We ran the improved version of the TCM model (Farokhniaee and Amiri, 2025) that ensures embedment of all-to-all random connectivity for 12 s on both Windows and Macintosh machines with success. When simulating the model using a CPU, the parallel algorithm was utilized in updating each time-step through the whole network (multicore and multithread computing). In addition to being solved by CPU power, this model can be run on a graphical processing unit (GPU, available only on a Windows machine), which is useful for simulations that include a higher number of neurons and populations. The simulations that run on a GPU show their strength in run time when the number of neurons is much higher than several hundred. Setting a desirable subpopulation to 0 will lead to the deactivation of that subpopulation from the whole network. We neglected the Poissonian background noise when running the simulations. The white Gaussian noise had a mean of 0 and a standard deviation of 0.5. The threshold noise was set to have a mean of 0 and a standard deviation of 0.1.

3 Results

3.1 Network raster plots, spike trains, and LFP spectral analysis

The results of the simulations during different stimulation paradigms (with the onset at second 6) are shown in Figure 1. Figures 1A, B show the results for 20 and 130 Hz cDBS, respectively. A visual comparison of the two diagrams draws attention to the removal of the synchronized events due to 130 Hz cDBS, while they persist during low-frequency DBS at 20 Hz. The PSDs of the simulated LFPs during the off DBS period (the first 6 s of the simulations) on top of the on DBS period (the last 6 s of the simulations) are illustrated in Figure 1E and F for the simulated LFPs of the two panels in Figures 1A, B. The 20 Hz cDBS led to the creation of 20 Hz harmonics (evident as integer multiples of 20 Hz peaks) and apparently an elevated beta power, whereas the 130 Hz cDBS led to the removal of the exaggerated beta power during the off DBS period.

Figure 1
Four raster plots (A-D) depict neuronal activity over time across different neuron types labeled S, M, D, Cl, TC, and Rt. Panels E and F show power spectral density graphs comparing DBS off and cDBS conditions at 20 Hz and 130 Hz, indicating changes in frequency distribution.
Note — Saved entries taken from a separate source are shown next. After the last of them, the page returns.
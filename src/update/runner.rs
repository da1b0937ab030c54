use libc::{killpg, SIGKILL};
use std::process::Stdio;
use std::sync::Arc;
use std::time::{Duration, Instant};
use thiserror::Error;
use tokio::process::Command;
use tokio::sync::{OwnedSemaphorePermit, Semaphore};

use crate::config::UpdateSettings;
use crate::utils::format_duration;

#[derive(Debug, Error)]
pub enum UpdateError {
    #[error("Update already in progress")]
    Busy,

    #[error("Failed to run update command `{command}`: {source}")]
    Process {
        command: String,
        #[source]
        source: std::io::Error,
    },

    #[error("Command failed: {command} (exit code {}){}", exit_code_label(.code), stderr_suffix(.stderr))]
    Exit {
        command: String,
        code: Option<i32>,
        stderr: String,
    },

    #[error("Command timed out after {}: {command}", timeout_label(.timeout))]
    TimedOut { command: String, timeout: Duration },
}

fn exit_code_label(code: &Option<i32>) -> String {
    code.map(|c| c.to_string())
        .unwrap_or_else(|| "none, killed by signal".to_string())
}

fn timeout_label(timeout: &Duration) -> String {
    format_duration(*timeout)
}

fn stderr_suffix(stderr: &str) -> String {
    let stderr = stderr.trim();
    if stderr.is_empty() {
        String::new()
    } else {
        format!("\n{}", stderr)
    }
}

/// Výstup úspěšně dokončeného update skriptu
#[derive(Debug, Clone)]
pub struct UpdateOutput {
    pub stdout: String,
    pub elapsed: Duration,
}

/// Spouští update skript, vždy nejvýše jeden běh najednou
#[derive(Debug, Clone)]
pub struct UpdateRunner {
    settings: Arc<UpdateSettings>,
    permit: Arc<Semaphore>,
}

impl UpdateRunner {
    pub fn new(settings: UpdateSettings) -> Self {
        Self {
            settings: Arc::new(settings),
            permit: Arc::new(Semaphore::new(1)),
        }
    }

    pub fn settings(&self) -> &UpdateSettings {
        &self.settings
    }

    /// Vrací true, pokud právě běží update
    #[cfg(test)]
    pub fn is_running(&self) -> bool {
        self.permit.available_permits() == 0
    }

    /// Zabere runner pro jeden běh updatu.
    ///
    /// Pokud už jiný update běží, vrací `UpdateError::Busy`. Runner zůstává
    /// obsazený, dokud žije vrácený `UpdateTicket`.
    pub fn try_start(&self) -> Result<UpdateTicket, UpdateError> {
        let permit = self
            .permit
            .clone()
            .try_acquire_owned()
            .map_err(|_| UpdateError::Busy)?;

        Ok(UpdateTicket {
            settings: self.settings.clone(),
            permit: Some(permit),
        })
    }

    /// Spustí update skript a počká na jeho dokončení
    #[cfg(test)]
    pub async fn run(&self) -> Result<UpdateOutput, UpdateError> {
        self.try_start()?.run().await
    }
}

/// Oprávnění k jednomu běhu updatu
#[derive(Debug)]
pub struct UpdateTicket {
    settings: Arc<UpdateSettings>,
    permit: Option<OwnedSemaphorePermit>,
}

impl UpdateTicket {
    /// Spustí skript ve vlastní skupině procesů a počká na jeho dokončení.
    ///
    /// Při timeoutu se celá skupina zabije a runner zůstane obsazený, dokud
    /// strom procesů skutečně neskončí. Jinak se runner uvolní až s ticketem.
    pub async fn run(&mut self) -> Result<UpdateOutput, UpdateError> {
        let command = self.settings.command_line();
        let timeout = self.settings.timeout;
        tracing::info!("Running update command: {}", command);

        let started = Instant::now();
        let child = Command::new("sh")
            .arg("-c")
            .arg(&command)
            .stdin(Stdio::null())
            .stdout(Stdio::piped())
            .stderr(Stdio::piped())
            .process_group(0)
            .kill_on_drop(true)
            .spawn()
            .map_err(|source| UpdateError::Process {
                command: command.clone(),
                source,
            })?;
        let pgid = child.id();

        // Roury drží i vnuci skriptu, výstup je kompletní až po skončení celého stromu
        let mut pending = Box::pin(child.wait_with_output());
        let output = match timeout {
            Some(timeout) => {
                let waited = tokio::time::timeout(timeout, &mut pending).await;
                match waited {
                    Ok(result) => result,
                    Err(_) => {
                        tracing::error!(
                            "Update timed out after {}, killing process group",
                            format_duration(timeout)
                        );
                        if let Some(pgid) = pgid {
                            kill_process_group(pgid);
                        }

                        let permit = self.permit.take();
                        tokio::spawn(async move {
                            let _ = pending.await;
                            tracing::info!("Timed out update process exited, runner released");
                            drop(permit);
                        });

                        return Err(UpdateError::TimedOut { command, timeout });
                    }
                }
            }
            None => pending.await,
        }
        .map_err(|source| UpdateError::Process {
            command: command.clone(),
            source,
        })?;

        let elapsed = started.elapsed();
        let stdout = String::from_utf8_lossy(&output.stdout).into_owned();
        let stderr = String::from_utf8_lossy(&output.stderr).into_owned();

        tracing::info!("Update stdout: {}", stdout.trim_end());
        if !stderr.trim().is_empty() {
            tracing::warn!("Update stderr: {}", stderr.trim_end());
        }

        if !output.status.success() {
            return Err(UpdateError::Exit {
                command,
                code: output.status.code(),
                stderr,
            });
        }

        Ok(UpdateOutput { stdout, elapsed })
    }
}

/// Pošle SIGKILL celé skupině procesů (pod `sudo` může selhat na EPERM)
fn kill_process_group(pgid: u32) {
    #[allow(unsafe_code)]
    let rc = unsafe { killpg(pgid as libc::pid_t, SIGKILL) };
    if rc == -1 {
        tracing::warn!(
            "Failed to kill process group {}: {}",
            pgid,
            std::io::Error::last_os_error()
        );
    }
}


#[cfg(test)]
mod tests {
    use super::testing::*;
    use super::*;

    #[tokio::test]
    async fn test_successful_update_captures_stdout() {
        let (_dir, runner) = script_runner("echo X\n");

        let output = runner.run().await.unwrap();
        assert_eq!(output.stdout.trim(), "X");
        assert!(!runner.is_running());
    }

    #[tokio::test]
    async fn test_stderr_does_not_fail_update() {
        let (_dir, runner) = script_runner("echo done\necho warning >&2\n");

        let output = runner.run().await.unwrap();
        assert_eq!(output.stdout.trim(), "done");
    }

    #[tokio::test]
    async fn test_non_zero_exit() {
        let (_dir, runner) = script_runner("echo broken >&2\nexit 3\n");

        match runner.run().await {
            Err(UpdateError::Exit { code, stderr, .. }) => {
                assert_eq!(code, Some(3));
                assert_eq!(stderr.trim(), "broken");
            }
            other => panic!("unexpected result: {:?}", other),
        }
    }

    #[tokio::test]
    async fn test_missing_script() {
        let runner = missing_script_runner();

        let err = runner.run().await.unwrap_err();
        assert!(matches!(err, UpdateError::Exit { .. }));
        assert!(err.to_string().contains("Command failed"));
    }

    #[tokio::test]
    async fn test_concurrent_update_is_rejected() {
        let (_dir, runner) = script_runner("sleep 1\necho slow\n");

        let first = {
            let runner = runner.clone();
            tokio::spawn(async move { runner.run().await })
        };
        wait_until_running(&runner).await;

        assert!(matches!(runner.run().await, Err(UpdateError::Busy)));

        let output = first.await.unwrap().unwrap();
        assert_eq!(output.stdout.trim(), "slow");
        assert!(!runner.is_running());
    }

    #[tokio::test]
    async fn test_timeout_kills_script() {
        let dir = tempfile::tempdir().unwrap();
        let script = dir.path().join("update-system.sh");
        let marker = dir.path().join("finished");
        std::fs::write(
            &script,
            format!("sleep 1\ntouch '{}'\n", marker.display()),
        )
        .unwrap();
        let runner = UpdateRunner::new(UpdateSettings {
            script,
            elevate_with: Some("sh".to_string()),
            timeout: Some(Duration::from_millis(200)),
        });

        let err = runner.run().await.unwrap_err();
        assert!(matches!(err, UpdateError::TimedOut { .. }));
        assert_eq!(
            err.to_string(),
            format!("Command timed out after 200 ms: {}", runner.settings().command_line())
        );

        wait_until_idle(&runner).await;
        assert!(runner.try_start().is_ok());

        tokio::time::sleep(Duration::from_millis(1500)).await;
        assert!(!marker.exists(), "script kept running after timeout");
    }

    #[test]
    fn test_exit_error_message() {
        let err = UpdateError::Exit {
            command: "sudo /x.sh".to_string(),
            code: Some(1),
            stderr: "permission denied\n".to_string(),
        };
        assert_eq!(
            err.to_string(),
            "Command failed: sudo /x.sh (exit code 1)\npermission denied"
        );
    }
}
Figure 1. Raster plots of the TCM network for 12 s are presented here with the DBS onset at second 6 for different cDBS frequencies, (A) 20 Hz and (B) 130 Hz, and the suggested patterns, the (C) A-DBS and (D) B-DBS protocols. (E) PSD corresponding to the LFP estimated for panel A with the harmonics of 20 Hz oscillations shown by arrows, and (F) PSD corresponding to the LFP estimated for panel B. The PSDs of panels C and D are shown in Figure 2, where we focused on these two raster plots. The subpopulation layers and nuclei abbreviations are as follows: S, surface or supragranular; M, middle or granular; D, deep or infragranular; CI, cortical inhibitory neurons; TCR, thalamocortical relay; and TRN, thalamic reticular nucleus.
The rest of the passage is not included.